C’est ce que nous prévoyons. Cette intensification de la volatilité ne devrait pas se ressentir uniquement sur le marché obligataire mais aussi sur le marché des devises et le marché des actions.

Qu’entrevoyez-vous sur le marché du crédit ?
Sur le marché du crédit, le spread entre les obligations Investment Grade (IG) et les obligations High Yield (HY) devrait continuer à se resserrer. Il va falloir redoubler de vigilance pour bien gérer la liquidité. Sur le marché du crédit en dollar, on recense plus de 6000 milliards de dollars d’obligations IG et HY. L’inventaire dans les banques d’investissement est estimé autour de 55 milliards. Il y a donc un décalage énorme entre la liquidité disponible sur le marché et le volume des teneurs de marché. Par ailleurs les investisseurs institutionnels et privés sont plutôt surpondérés sur les obligations d’entreprises. Ils vont probablement vouloir alléger leurs positions une fois que la Fed aura relevé ses taux. Par conséquent une exposition au marché du crédit pourrait être plus risquée en 2015.

Egalement dans la zone euro ?
Les incertitudes sont plus importantes sur le marché du crédit américain qui est actuellement plus tendu. Toutefois, les marchés ne sont pas compartimentés et bien que le contexte économique dans la zone euro soit foncièrement différent de celui qui domine aux Etats-Unis et malgré la divergence de démarche entre la BCE et la Fed, un effet de contagion est à attendre. La performance du marché du crédit européen devrait être plus importante in fine que celle du marché du crédit américain, mais la volatilité devrait être tout aussi significative.

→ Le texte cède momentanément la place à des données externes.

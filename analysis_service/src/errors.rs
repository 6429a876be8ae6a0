use market_data_client::providers::ProviderError;
use thiserror::Error;

use crate::storage::StoreError;

#[derive(Debug, Error)]
pub enum ServiceError {
    /// The instrument is unknown, or the provider returned nothing after
    /// all fallback attempts.
    #[error("No data found for ticker '{ticker}'")]
    NotFound { ticker: String },

    /// The upstream provider failed after exhausting its retries.
    #[error("Upstream provider unavailable: {0}")]
    Upstream(#[from] ProviderError),

    #[error("Record store error: {0}")]
    Store(#[from] StoreError),
}
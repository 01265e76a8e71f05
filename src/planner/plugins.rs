//! Plugin map comparison.
//!
//! Plugins are compared apart from the rest of a resource so that each one
//! can be reconciled against its own default table. The outcome only
//! decides whether the owning resource's diff keeps the `plugins` field.

use serde_json::{Map, Value};
use tracing::debug;

use crate::config::DefaultValue;

use super::defaults::merge_defaults;
use super::structural::diff_values;

/// Compares desired and observed plugin maps.
///
/// Returns whether the plugin set changed, together with the desired plugins
/// after each one was merged with its defaults.
#[must_use]
pub fn diff_plugins(
    desired: &Map<String, Value>,
    observed: &Map<String, Value>,
    defaults: &DefaultValue,
) -> (bool, Map<String, Value>) {
    if desired.is_empty() && observed.is_empty() {
        return (false, desired.clone());
    }

    let merged: Map<String, Value> = desired
        .iter()
        .map(|(name, config)| {
            let config = defaults
                .plugin(name)
                .map_or_else(|| config.clone(), |d| merge_defaults(config, d));
            (name.clone(), config)
        })
        .collect();

    let changed = any_plugin_differs(&merged, observed) || any_plugin_differs(observed, &merged);
    debug!(
        "Diff plugins: {} desired, {} observed, changed={changed}",
        merged.len(),
        observed.len()
    );

    (changed, merged)
}

/// Checks every plugin of `left` against `right`; a plugin missing on one
/// side counts as a change.
fn any_plugin_differs(left: &Map<String, Value>, right: &Map<String, Value>) -> bool {
    left.iter().any(|(name, config)| {
        right
            .get(name)
            .is_none_or(|other| !diff_values(config, other).is_empty())
    })
}
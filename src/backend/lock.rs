//! Backend locking.
//!
//! A sync holds a lock on the backend so that two processes never apply
//! events to the same gateway at once.

use chrono::{DateTime, Utc};
use serde::{Deserialize, Serialize};
use uuid::Uuid;

/// Lock expiry duration in seconds.
pub const LOCK_EXPIRY_SECS: i64 = 300;

/// Information about a backend lock.
#[derive(Debug, Clone, PartialEq, Eq, Serialize, Deserialize)]
pub struct LockInfo {
    /// Unique lock identifier.
    pub lock_id: String,
    /// Who holds the lock.
    pub holder: String,
    /// When the lock was acquired.
    pub acquired_at: DateTime<Utc>,
    /// When the lock expires.
    pub expires_at: DateTime<Utc>,
}

impl LockInfo {
    /// Creates a fresh lock for `holder`.
    #[must_use]
    pub fn new(holder: &str) -> Self {
        let now = Utc::now();
        Self {
            lock_id: Uuid::new_v4().to_string(),
            holder: holder.to_string(),
            acquired_at: now,
            expires_at: now + chrono::Duration::seconds(LOCK_EXPIRY_SECS),
        }
    }

    /// Checks if the lock has expired.
    #[must_use]
    pub fn is_expired(&self) -> bool {
        Utc::now() > self.expires_at
    }

    /// Returns the remaining time until expiry in seconds.
    #[must_use]
    pub fn remaining_secs(&self) -> i64 {
        (self.expires_at - Utc::now()).num_seconds().max(0)
    }
}

/// Generates a holder identifier for the current process.
///
/// The format is `hostname-pid-uuid8`.
#[must_use]
pub fn generate_holder_id() -> String {
    let hostname = hostname::get().map_or_else(|_| String::from("unknown"), |h| h.to_string_lossy().to_string());
    let pid = std::process::id();
    let suffix: String = Uuid::new_v4().simple().to_string().chars().take(8).collect();

    format!("{hostname}-{pid}-{suffix}")
}
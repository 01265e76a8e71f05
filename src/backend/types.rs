//! Backend data types.
//!
//! These types describe what a backend persists and what it reports back
//! after applying a list of events.

use chrono::{DateTime, Utc};
use serde::{Deserialize, Serialize};

use crate::config::{Configuration, DefaultValue};
use crate::planner::Event;

/// Current version of the stored state format.
pub const STATE_VERSION: &str = "1";

/// Everything a file backend persists.
#[derive(Debug, Clone, Serialize, Deserialize)]
pub struct StoredState {
    /// State format version.
    pub version: String,
    /// When the state was last written.
    pub updated_at: DateTime<Utc>,
    /// The gateway configuration, in observed form.
    #[serde(default)]
    pub configuration: Configuration,
    /// Values the gateway injects into resources.
    #[serde(default)]
    pub default_value: DefaultValue,
}

/// Options controlling how a backend applies events.
#[derive(Debug, Clone, Copy, PartialEq, Eq, Serialize, Deserialize)]
pub struct SyncOptions {
    /// Stop at the first event that fails to apply.
    pub exit_on_failure: bool,
}

/// Outcome of applying one event.
#[derive(Debug, Clone, Serialize)]
pub struct SyncResult {
    /// Whether the event was applied.
    pub success: bool,
    /// The event that was applied.
    pub event: Event,
    /// Failure reason, if any.
    #[serde(skip_serializing_if = "Option::is_none")]
    pub error: Option<String>,
}

impl StoredState {
    /// Creates an empty state.
    #[must_use]
    pub fn new() -> Self {
        Self {
            version: STATE_VERSION.to_string(),
            updated_at: Utc::now(),
            configuration: Configuration::new(),
            default_value: DefaultValue::new(),
        }
    }

    /// Marks the state as modified now.
    pub fn touch(&mut self) {
        self.updated_at = Utc::now();
    }
}

impl Default for StoredState {
    fn default() -> Self {
        Self::new()
    }
}

impl Default for SyncOptions {
    fn default() -> Self {
        Self {
            exit_on_failure: true,
        }
    }
}

impl SyncOptions {
    /// Sets whether processing stops at the first failure.
    #[must_use]
    pub const fn with_exit_on_failure(mut self, exit_on_failure: bool) -> Self {
        self.exit_on_failure = exit_on_failure;
        self
    }
}

impl SyncResult {
    /// Creates a successful result.
    #[must_use]
    pub const fn applied(event: Event) -> Self {
        Self {
            success: true,
            event,
            error: None,
        }
    }

    /// Creates a failed result.
    #[must_use]
    pub fn failed(event: Event, error: impl Into<String>) -> Self {
        Self {
            success: false,
            event,
            error: Some(error.into()),
        }
    }
}

impl std::fmt::Display for SyncResult {
    fn fmt(&self, f: &mut std::fmt::Formatter<'_>) -> std::fmt::Result {
        match &self.error {
            None => write!(f, "{} succeeded", self.event),
            Some(error) => write!(f, "{} failed: {error}", self.event),
        }
    }
}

Qu’en est il de votre allocation d’actifs du moment ?
Dans nos portefeuilles globaux, nous avons peu de risque crédit américain actuellement. Nous sommes sous pondérés en termes de duration, donc en termes de risque de taux d’intérêt.
Pour l’Europe, nous sommes neutres en duration pour les taux. Concernant le crédit, nous préférons acheter le crédit britannique et utiliser une stratégie de couverture contre le risque de devise sur la livre sterling que d’acheter le crédit de la zone euro qui nous parait cher.